This ship has sailed 60,000 kilometers. And it did it without using a single drop of oil. How? Solar power of course.
The 102 feet long and 49 feet wide €12.5 million MS Tûranor PlanetSolar is the largest solar-powered ship to sail the seven seas. It also became the first watercraft to circle the planet using nothing but solar power.
The ship was built by German boat biuilding firm, Knierim Yachtbau, and it cost €12.5 million. Its deck is covered in 5,780 square feet of solar panels—38,000 individual photovoltaic cells—producing up to 120kW of electricity.
The power generated is fed to six massive Li-Ion battery blocks which power four electric engines, and they drive a pair of six foot wide, semi submerged, counter rotating carbon propellers. That eliminates the need for a rudder and propelling the MS Tûranor at 14 knots.

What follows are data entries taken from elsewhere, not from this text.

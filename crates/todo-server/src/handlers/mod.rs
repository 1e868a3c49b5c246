//! HTTP handlers

pub mod todos;
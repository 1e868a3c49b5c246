//! Lapak Core Library
//!
//! Plumbing shared by the lapak HTTP services: errors, configuration,
//! the SQLite pool opener, logging and static asset routes.

pub mod config;
pub mod database;
pub mod error;
pub mod params;
pub mod routes;
pub mod telemetry;

pub use crate::config::ServerConfig;
pub use crate::error::{LapakError, Result};
//! SQLite connection pool (embedded, no external dependencies)

use crate::error::Result;
use sqlx::sqlite::{SqliteConnectOptions, SqliteJournalMode, SqlitePoolOptions, SqliteSynchronous};
use sqlx::SqlitePool;
use std::path::Path;

/// Open (creating if missing) the SQLite database file at `database_path`.
///
/// The pool runs in WAL mode with `synchronous=NORMAL`: durable across
/// process crashes, fast on writes.
pub async fn open_pool(database_path: &str) -> Result<SqlitePool> {
    tracing::info!("Opening SQLite database at: {}", database_path);

    if let Some(parent) = Path::new(database_path).parent() {
        if !parent.as_os_str().is_empty() {
            tracing::debug!("Creating parent directory: {}", parent.display());
            tokio::fs::create_dir_all(parent).await?;
        }
    }

    let options = SqliteConnectOptions::new()
        .filename(database_path)
        .create_if_missing(true)
        .journal_mode(SqliteJournalMode::Wal)
        .synchronous(SqliteSynchronous::Normal);

    let pool = SqlitePoolOptions::new()
        .max_connections(5)
        .connect_with(options)
        .await?;

    tracing::info!("SQLite connection established");

    Ok(pool)
}
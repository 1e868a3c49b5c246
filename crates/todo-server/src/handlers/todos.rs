//! Todo handlers
//!
//! Parameters come from the query string and a repeated key keeps its first
//! value. On toggle, a missing or non-integer `id` is a client error (400)
//! while a well-formed id with no matching item is 404. Delete never fails
//! on the id.

use crate::models::Todo;
use crate::AppState;
use axum::{extract::State, http::StatusCode, Json};
use lapak_core::params::{parse_id, require_text, QueryParams};
use lapak_core::LapakError;

pub async fn list(State(state): State<AppState>) -> Json<Vec<Todo>> {
    Json(state.todos.list().await)
}

pub async fn add(
    State(state): State<AppState>,
    params: QueryParams,
) -> Result<Json<Todo>, LapakError> {
    let text = require_text("text", params.get("text"))?;
    let todo = state.todos.add(&text).await?;
    Ok(Json(todo))
}

pub async fn toggle(
    State(state): State<AppState>,
    params: QueryParams,
) -> Result<Json<Todo>, LapakError> {
    let id = parse_id(params.get("id"))
        .ok_or_else(|| LapakError::Validation("id must be an integer".to_string()))?;

    let todo = state.todos.toggle(id).await?;
    Ok(Json(todo))
}

/// Always 204: an unknown or malformed id matches no item.
pub async fn delete(
    State(state): State<AppState>,
    params: QueryParams,
) -> Result<StatusCode, LapakError> {
    if let Some(id) = parse_id(params.get("id")) {
        state.todos.delete(id).await?;
    }
    Ok(StatusCode::NO_CONTENT)
}
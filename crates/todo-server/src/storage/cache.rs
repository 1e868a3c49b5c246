//! In-memory mirror of the todo table

use crate::models::Todo;
use std::collections::BTreeMap;

/// Unbounded map from todo id to todo, holding every row of the table.
///
/// The cache does no locking of its own; the owner serializes access.
#[derive(Debug, Default)]
pub struct TodoCache {
    items: BTreeMap<i64, Todo>,
}

impl TodoCache {
    pub fn new() -> Self {
        Self::default()
    }

    /// Build the mirror from a full table scan
    pub fn from_rows(rows: Vec<Todo>) -> Self {
        Self {
            items: rows.into_iter().map(|todo| (todo.id, todo)).collect(),
        }
    }

    pub fn get(&self, id: i64) -> Option<&Todo> {
        self.items.get(&id)
    }

    /// Insert or replace the entry for `todo.id`
    pub fn put(&mut self, todo: Todo) {
        self.items.insert(todo.id, todo);
    }

    pub fn remove(&mut self, id: i64) -> Option<Todo> {
        self.items.remove(&id)
    }

    /// Every item, ascending by id
    pub fn list(&self) -> Vec<Todo> {
        self.items.values().cloned().collect()
    }

    pub fn len(&self) -> usize {
        self.items.len()
    }

    pub fn is_empty(&self) -> bool {
        self.items.is_empty()
    }
}

#[cfg(test)]
mod tests {
    use super::*;

    fn todo(id: i64, text: &str) -> Todo {
        Todo {
            id,
            text: text.to_string(),
            completed: false,
        }
    }

    #[test]
    fn test_basic_operations() {
        let mut cache = TodoCache::new();
        assert!(cache.is_empty());

        cache.put(todo(1, "a"));
        assert_eq!(cache.get(1), Some(&todo(1, "a")));
        assert_eq!(cache.get(2), None);

        let mut done = todo(1, "a");
        done.completed = true;
        cache.put(done.clone());
        assert_eq!(cache.get(1), Some(&done));
        assert_eq!(cache.len(), 1);

        assert_eq!(cache.remove(1), Some(done));
        assert_eq!(cache.remove(1), None);
        assert!(cache.is_empty());
    }

    #[test]
    fn test_list_is_ordered_by_id() {
        let cache = TodoCache::from_rows(vec![todo(7, "c"), todo(2, "a"), todo(4, "b")]);
        let ids: Vec<i64> = cache.list().iter().map(|t| t.id).collect();
        assert_eq!(ids, vec![2, 4, 7]);
    }
}
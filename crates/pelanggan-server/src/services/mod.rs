//! Business logic services

pub mod directory;

pub use directory::CustomerDirectory;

But all that solar power still won't be able to keep up with massive ships like the Emma Maersk, but then again it doesn't burn 13 ounces of diesel fuel per revolution.
Each engine produces an average of 26hp and the solar cells have a 22.6 percent conversion rate. Its basically so efficient, and its 95 ton hull is built from a foam core sandwiched between layers of carbon fiber and resin making it lightweight and durable.
A crew of six piloted the Tûranor during its 585-day trans-oceanic voyage. It launched from Monaco on September 27, 2010 and sailed West for 19 months.
The boat came home on May 4th, Friday, and with a world record, the ship will be ready to be converted into a 40 passenger luxury yacht.